I wouldn’t give up on your marriage just yet. Communication is key. Talk to him but talk about how you feel and don’t focus on his flaws. Talk about what you need and how you need him to support you in meeting those needs. Also, maybe sit down and write a list of all his good qualities. Often we get peeved with the things that our partners do that bother us and forget to focus on their good qualities. There are reasons why you fell in love with him and although no-one is perfect, he will have some good attributes. And finally, do some self reflection. What are you doing in all of this? Are you speaking about your feelings, wants and needs or expecting him to just know? Are you withholding affection because you’re annoyed that he’s not meeting your needs even though you’ve not communicated them? Are you focusing only on the negatives and ignoring the positives of your marriage?
Marriage takes work and effort. You have vowed to love in good times and in bad. So, unless there’s abuse or you’re in danger, you should try to live up to the vows you made. I really hope you can work this out for the sake of you and your families happiness.

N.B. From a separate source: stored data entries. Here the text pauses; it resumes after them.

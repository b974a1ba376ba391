/// Lifecycle of a page's list.
#[derive(Debug, Clone, PartialEq)]
pub enum LoadState<E> {
    Idle,
    Loading,
    Loaded { items: Vec<E> },
    Error { message: String },
}

impl<E> Default for LoadState<E> {
    fn default() -> Self {
        LoadState::Idle
    }
}

impl<E> LoadState<E> {
    pub fn is_loading(&self) -> bool {
        matches!(self, LoadState::Loading)
    }

    pub fn items(&self) -> Option<&[E]> {
        match self {
            LoadState::Loaded { items } => Some(items),
            _ => None,
        }
    }

    pub fn error(&self) -> Option<&str> {
        match self {
            LoadState::Error { message } => Some(message),
            _ => None,
        }
    }
}

/// Which modal is open, and for which record.
#[derive(Debug, Clone, Copy, PartialEq, Eq)]
pub enum Dialog<Id> {
    None,
    Create,
    Edit(Id),
    Delete(Id),
    View(Id),
}

impl<Id> Default for Dialog<Id> {
    fn default() -> Self {
        Dialog::None
    }
}

impl<Id: Copy> Dialog<Id> {
    pub fn is_open(&self) -> bool {
        !matches!(self, Dialog::None)
    }

    pub fn target(&self) -> Option<Id> {
        match self {
            Dialog::Edit(id) | Dialog::Delete(id) | Dialog::View(id) => Some(*id),
            Dialog::None | Dialog::Create => None,
        }
    }
}
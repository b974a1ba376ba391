use sqlx::postgres::PgRow;
use sqlx::{PgPool, Row};

use stockdesk_core::{Category, CategoryDraft, CategoryId, SerialId};

use crate::repository::{RepoResult, Repository};

#[derive(Debug, Clone)]
pub struct PgCategoryRepository {
    pool: PgPool,
}

impl PgCategoryRepository {
    pub fn new(pool: PgPool) -> Self {
        Self { pool }
    }
}

fn map_row(row: &PgRow) -> Result<Category, sqlx::Error> {
    Ok(Category {
        id: CategoryId::new(row.try_get("id")?),
        name: row.try_get("name")?,
    })
}

#[async_trait::async_trait]
impl Repository<Category> for PgCategoryRepository {
    async fn get_all(&self) -> RepoResult<Vec<Category>> {
        let mut conn = self.pool.acquire().await?;
        let rows = sqlx::query("SELECT id, name FROM categories ORDER BY id")
            .fetch_all(&mut *conn)
            .await?;
        Ok(rows.iter().map(map_row).collect::<Result<_, _>>()?)
    }

    async fn get_by_id(&self, id: CategoryId) -> RepoResult<Option<Category>> {
        let mut conn = self.pool.acquire().await?;
        let row = sqlx::query("SELECT id, name FROM categories WHERE id = $1")
            .bind(id.get())
            .fetch_optional(&mut *conn)
            .await?;
        Ok(row.as_ref().map(map_row).transpose()?)
    }

    async fn create(&self, draft: CategoryDraft) -> RepoResult<CategoryId> {
        let mut conn = self.pool.acquire().await?;
        let id: i32 = sqlx::query_scalar("INSERT INTO categories (name) VALUES ($1) RETURNING id")
            .bind(&draft.name)
            .fetch_one(&mut *conn)
            .await?;
        Ok(CategoryId::new(id))
    }

    async fn update(&self, id: CategoryId, draft: CategoryDraft) -> RepoResult<bool> {
        let mut conn = self.pool.acquire().await?;
        let result = sqlx::query("UPDATE categories SET name = $1 WHERE id = $2")
            .bind(&draft.name)
            .bind(id.get())
            .execute(&mut *conn)
            .await?;
        Ok(result.rows_affected() > 0)
    }

    async fn delete(&self, id: CategoryId) -> RepoResult<bool> {
        let mut conn = self.pool.acquire().await?;
        let result = sqlx::query("DELETE FROM categories WHERE id = $1")
            .bind(id.get())
            .execute(&mut *conn)
            .await?;
        Ok(result.rows_affected() > 0)
    }
}
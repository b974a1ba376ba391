use chrono::{DateTime, Utc};
use serde::{Deserialize, Serialize};
use thiserror::Error;

use stockdesk_core::UserId;

/// JWT claims model (transport-agnostic).
///
/// Timestamps are unix seconds so the token stays readable by any standard JWT
/// library.
#[derive(Debug, Clone, PartialEq, Eq, Serialize, Deserialize)]
pub struct JwtClaims {
    /// Subject: the authenticated user's id.
    pub sub: UserId,

    /// E-mail of the subject at issue time.
    pub email: String,

    /// Issued-at (unix seconds).
    pub iat: i64,

    /// Expiration (unix seconds).
    pub exp: i64,
}

#[derive(Debug, Error, Clone, PartialEq, Eq)]
pub enum TokenValidationError {
    #[error("token has expired")]
    Expired,

    #[error("token not yet valid (issued_at is in the future)")]
    NotYetValid,

    #[error("invalid token time window (expires_at <= issued_at)")]
    InvalidTimeWindow,
}

impl JwtClaims {
    pub fn new(sub: UserId, email: impl Into<String>, issued_at: DateTime<Utc>, expires_at: DateTime<Utc>) -> Self {
        Self {
            sub,
            email: email.into(),
            iat: issued_at.timestamp(),
            exp: expires_at.timestamp(),
        }
    }

    pub fn expires_at(&self) -> Option<DateTime<Utc>> {
        DateTime::from_timestamp(self.exp, 0)
    }
}

/// Deterministically validate the time window of a set of claims.
///
/// Signature checks happen in [`crate::jwt`]; this only looks at `iat`/`exp`.
pub fn validate_claims(claims: &JwtClaims, now: DateTime<Utc>) -> Result<(), TokenValidationError> {
    let now = now.timestamp();
    if claims.exp <= claims.iat {
        return Err(TokenValidationError::InvalidTimeWindow);
    }
    if now < claims.iat {
        return Err(TokenValidationError::NotYetValid);
    }
    if now >= claims.exp {
        return Err(TokenValidationError::Expired);
    }
    Ok(())
}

SuperGreens · 22/09/2024 22:12

I think the way he treats you is disgraceful and abusive. You are basically his servant, except he is the one who is paid by you. He doesn't even have the common decency to be kind or thankful. I would not waste a second more of my life on a lazy grumpy deceitful person who treated me like that. This is your one life, do you really want to waste it propping up this man?

Xmasangel1505 · 23/09/2024 08:18

I was in the exact same situation just over a month ago. I’m the higher earner, I did everything for the kids, the house, the dogs whilst my husband was adjusting to his new job and going fishing on his days off.

in the end, and after years of having the same conversation, I told him I wanted to separate. He’s now moved out, has had to set up his own house, sort his own bills and clean up after himself and our boys. I can finally feel like I can breathe. I’m calmer, less irritable, I’m not snappy with the kids because I’m not constantly stressed. Me and the husband get on pretty well, we sort boys schedules out and he’s had to take an active role in the organising.

who knows what will happen in the future and whether there’s a way back for us. But honestly, as hard as it’s been to have that conversation with him it’s been one of the best decisions I have made for myself and for our children who are no longer living in a stressed and snappy home.

my only advice is to keep talking, keep trying to be heard and I hope he listens and you can save your marriage.

Frustratedmumpleasehelp · 18/04/2025 21:32

I know this is an old thread, but did you leave?